A freight company that is using a historical Indian burial site as its business premises, lost its interlocutory application to have a legal bid by a concerned citizen over the use of the site overturned, as it argued that the applicant did not have the legal standing to launch the application.
From a young age, Koonendran Samie has known the Cato Manor Indian Cemetery as a cemetery and an important heritage and historical site that reflects the history and culture of the people of Indian origin.
He said he had concerns over the manner in which the site was misused or neglected and had therefore, in his personal capacity and in the public interest, filed an application against Secona Freight Logistics CC.
The closed corporation is occupying the land under a lease agreement it concluded with the owner of the land, the Cato Manor Indian Cemetery and Crematorium Association, represented by its trustees.
Samie, a resident of Yellowwood Park, bordering Chatsworth and the south-west of Durban, is a senior environmentalist in the Environmental Planning and Climate Protection Department of the eThekwini Metropolitan Municipality.
The freight company operates a container depot for the handling, storage and repair of freight containers. It has more than 1 000 trucks stored on the site.
Before the lease agreement was entered into in 2011, the site was a cemetery with no tombstones or historic artefacts. It had been destroyed and the graves desecrated over the years.
The freight company said that it had not been aware that the site was originally a cemetery.
Samie said he knew the site well and his grandfather and the relatives of other community members were buried there. They used to visit the site to pay respects to their loved ones until its gradual deterioration, closure and ultimate demolition without any consultation with the community.
He stated in court documents that over a period, commencing in 2009, he had raised the concerns about the misuse and/or neglect with the municipality.
His concerns had been ignored.
Sometime in 2017, he had started a petition which enjoyed the support of some community members whose family members were also buried on the site. He had also alerted the South African Human Rights Commission.

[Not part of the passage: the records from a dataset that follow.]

use crate::error::{ArrError, Result};
use crate::logo::LogoWaterfall;
use crate::schema::{Contract, LogoMeasure, MonthlyRevenueFact, RevenueMeasure};
use crate::waterfall::AggregatedWaterfall;
use log::debug;
use rust_decimal::Decimal;

/// Movement rows that bridge opening revenue to closing revenue.
const MOVEMENTS: [RevenueMeasure; 4] = [
    RevenueMeasure::NewBusiness,
    RevenueMeasure::UpSell,
    RevenueMeasure::DownSell,
    RevenueMeasure::Churn,
];

/// Checks the bookkeeping identities that every engine output must satisfy.
pub struct WaterfallBalancer {
    tolerance: Decimal,
}

impl WaterfallBalancer {
    pub fn new(tolerance: Decimal) -> Self {
        Self {
            tolerance: tolerance.abs(),
        }
    }

    /// Amortized facts for one contract must sum back to its total value,
    /// up to the rounding tolerance.
    pub fn verify_conservation(&self, contract: &Contract, facts: &[MonthlyRevenueFact]) -> Result<()> {
        let total: Decimal = facts.iter().map(|f| f.monthly_revenue).sum();
        let difference = (total - contract.total_contract_value).abs();

        if difference > self.tolerance {
            let contract_id = facts
                .first()
                .map(|f| f.contract_id.clone())
                .or_else(|| contract.contract_id.clone())
                .unwrap_or_else(|| contract.customer_id.clone());
            return Err(ArrError::ConservationViolation {
                contract_id,
                expected: contract.total_contract_value.to_string(),
                actual: total.to_string(),
            });
        }
        Ok(())
    }

    /// `lastMonthRevenue + newBusiness + upSell + downSell + churn == monthlyRevenue`
    /// for every month of the waterfall.
    pub fn verify_waterfall_balance(&self, waterfall: &AggregatedWaterfall) -> Result<()> {
        for &month in &waterfall.months {
            let opening = waterfall.value(RevenueMeasure::LastMonthRevenue, month);
            let movements: Decimal = MOVEMENTS
                .iter()
                .map(|measure| waterfall.value(*measure, month))
                .sum();
            let closing = waterfall.value(RevenueMeasure::MonthlyRevenue, month);

            if (opening + movements - closing).abs() > self.tolerance {
                return Err(ArrError::WaterfallImbalance {
                    month: month.to_string(),
                    opening: opening.to_string(),
                    movements: movements.to_string(),
                    closing: closing.to_string(),
                });
            }
        }

        debug!("Waterfall balances across {} months", waterfall.months.len());
        Ok(())
    }

    /// Same identity for customer counts, which must hold exactly.
    pub fn verify_logo_balance(&self, logos: &LogoWaterfall) -> Result<()> {
        for &month in &logos.months {
            let opening = logos.count(LogoMeasure::LastMonthRevenueLogo, month);
            let movements = logos.count(LogoMeasure::NewBusinessLogo, month)
                + logos.count(LogoMeasure::ChurnLogo, month);
            let closing = logos.count(LogoMeasure::MonthlyRevenueLogo, month);

            if opening + movements != closing {
                return Err(ArrError::WaterfallImbalance {
                    month: month.to_string(),
                    opening: opening.to_string(),
                    movements: movements.to_string(),
                    closing: closing.to_string(),
                });
            }
        }
        Ok(())
    }
}

pub fn verify_conservation(
    contract: &Contract,
    facts: &[MonthlyRevenueFact],
    tolerance: Decimal,
) -> Result<()> {
    WaterfallBalancer::new(tolerance).verify_conservation(contract, facts)
}

pub fn verify_waterfall_balance(waterfall: &AggregatedWaterfall, tolerance: Decimal) -> Result<()> {
    WaterfallBalancer::new(tolerance).verify_waterfall_balance(waterfall)
}

pub fn verify_logo_balance(logos: &LogoWaterfall) -> Result<()> {
    WaterfallBalancer::new(Decimal::ZERO).verify_logo_balance(logos)
}

#[cfg(test)]
mod tests {
    use super::*;
    use crate::logo::LogoRow;
    use crate::month::Month;
    use crate::waterfall::WaterfallRow;
    use chrono::NaiveDate;
    use rust_decimal_macros::dec;

    fn month(s: &str) -> Month {
        s.parse().unwrap()
    }

    fn contract(value: Decimal) -> Contract {
        Contract {
            customer_id: "C1".to_string(),
            customer_name: "Acme".to_string(),
            contract_id: Some("K1".to_string()),
            contract_start_date: NaiveDate::from_ymd_opt(2024, 1, 1).unwrap(),
            contract_end_date: NaiveDate::from_ymd_opt(2024, 4, 1).unwrap(),
            total_contract_value: value,
        }
    }

    fn facts(amounts: &[Decimal]) -> Vec<MonthlyRevenueFact> {
        amounts
            .iter()
            .enumerate()
            .map(|(i, amount)| MonthlyRevenueFact {
                customer_id: "C1".to_string(),
                customer_name: "Acme".to_string(),
                contract_id: "K1".to_string(),
                month: month("2024-01").add_months(i as i32),
                monthly_revenue: *amount,
            })
            .collect()
    }

    fn waterfall(rows: Vec<(RevenueMeasure, Decimal)>) -> AggregatedWaterfall {
        let m = month("2024-03");
        AggregatedWaterfall {
            months: vec![m],
            rows: rows
                .into_iter()
                .map(|(measure, value)| WaterfallRow {
                    measure,
                    values: [(m, value)].into_iter().collect(),
                })
                .collect(),
            ratios: Vec::new(),
        }
    }

    #[test]
    fn test_conservation_within_rounding() {
        let c = contract(dec!(10000));
        let f = facts(&[dec!(3333.33), dec!(3333.33), dec!(3333.33)]);
        assert!(verify_conservation(&c, &f, dec!(0.05)).is_ok());
        assert!(verify_conservation(&c, &f, dec!(0.001)).is_err());
    }

    #[test]
    fn test_conservation_violation_reports_totals() {
        let c = contract(dec!(9000));
        let f = facts(&[dec!(3000), dec!(3000)]);
        let err = verify_conservation(&c, &f, dec!(0.01)).unwrap_err();
        match &err {
            ArrError::ConservationViolation {
                contract_id,
                expected,
                actual,
            } => {
                assert_eq!(contract_id, "K1");
                assert_eq!(expected, "9000");
                assert_eq!(actual, "6000");
            }
            other => panic!("expected conservation violation, got {:?}", other),
        }
        assert!(!err.to_string().contains("movements"));
    }

    #[test]
    fn test_balanced_waterfall() {
        let w = waterfall(vec![
            (RevenueMeasure::LastMonthRevenue, dec!(1000)),
            (RevenueMeasure::NewBusiness, dec!(200)),
            (RevenueMeasure::UpSell, dec!(50)),
            (RevenueMeasure::DownSell, dec!(-30)),
            (RevenueMeasure::Churn, dec!(-100)),
            (RevenueMeasure::MonthlyRevenue, dec!(1120)),
        ]);
        assert!(verify_waterfall_balance(&w, Decimal::ZERO).is_ok());
    }

    #[test]
    fn test_unbalanced_waterfall() {
        let w = waterfall(vec![
            (RevenueMeasure::LastMonthRevenue, dec!(1000)),
            (RevenueMeasure::NewBusiness, dec!(200)),
            (RevenueMeasure::MonthlyRevenue, dec!(1100)),
        ]);
        let err = verify_waterfall_balance(&w, dec!(0.01)).unwrap_err();
        assert!(matches!(err, ArrError::WaterfallImbalance { .. }));
        assert!(err.to_string().contains("2024-03"));
    }

    #[test]
    fn test_logo_balance() {
        let m = month("2024-03");
        let row = |measure, count| LogoRow {
            measure,
            values: [(m, count)].into_iter().collect(),
        };
        let mut logos = LogoWaterfall {
            months: vec![m],
            rows: vec![
                row(LogoMeasure::LastMonthRevenueLogo, 5),
                row(LogoMeasure::NewBusinessLogo, 2),
                row(LogoMeasure::ChurnLogo, -1),
                row(LogoMeasure::MonthlyRevenueLogo, 6),
            ],
        };
        assert!(verify_logo_balance(&logos).is_ok());

        logos.rows[3] = row(LogoMeasure::MonthlyRevenueLogo, 7);
        assert!(verify_logo_balance(&logos).is_err());
    }
}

When he had noticed the site being cleared, he had started a Facebook page, “Save Cato Manor Indian Cemetery”, to raise awareness about what was happening to the site. The page attracted many followers whose relatives were buried on the site.
When his concerns were not addressed, he had turned to the high court in Durban to interdict the freight company from continuing its activities on the site. He also wanted the site to be preserved as a cemetery.
On the first day of the hearing, the freight company raised a point law, that Samie did not have the legal standing to bring the application, stating that he had failed to prove that he was acting in anyone’s interest.
In countering the argument, Samie told the court that the Constitution allowed him to pursue litigation in the public interest and under the National Environmental Management Act (Nema).
The high court concluded that the Constitution did grant permission to concerned citizens to approach the court, It also concluded that Nema allowed any person or group of persons to approach the court for any breach of a statute concerned with the protection of the environment and the use of natural resources.
It subsequently turned down the freight company’s interlocutory application.
Unhappy with this ruling, the freight company turned to the Supreme Court of Appeal.
In a judgment issued last month, the SCA said it was trite that an interlocutory order (which is a preliminary or procedural order) could not appealed unless it disposed of any issue or any portion of the issue in the main action.
The SCA concluded that in that case, the interlocutory order was not appealable and it struck the matter from the roll.
But the justices did voice their disapproval about the “disturbing trend of well-resourced litigants”, such as the freight company, using apparent “Stalingrad litigation tactics” to prolong ultimate relief sought in the courts and continue with “business as usual”.
The SCA said it was clear where the matter was kept in abeyance as a result of the litigious “toing-and-froing” caused by the appeal on a point in limine (preliminary point in law) when the real dispute could have been long since resolved.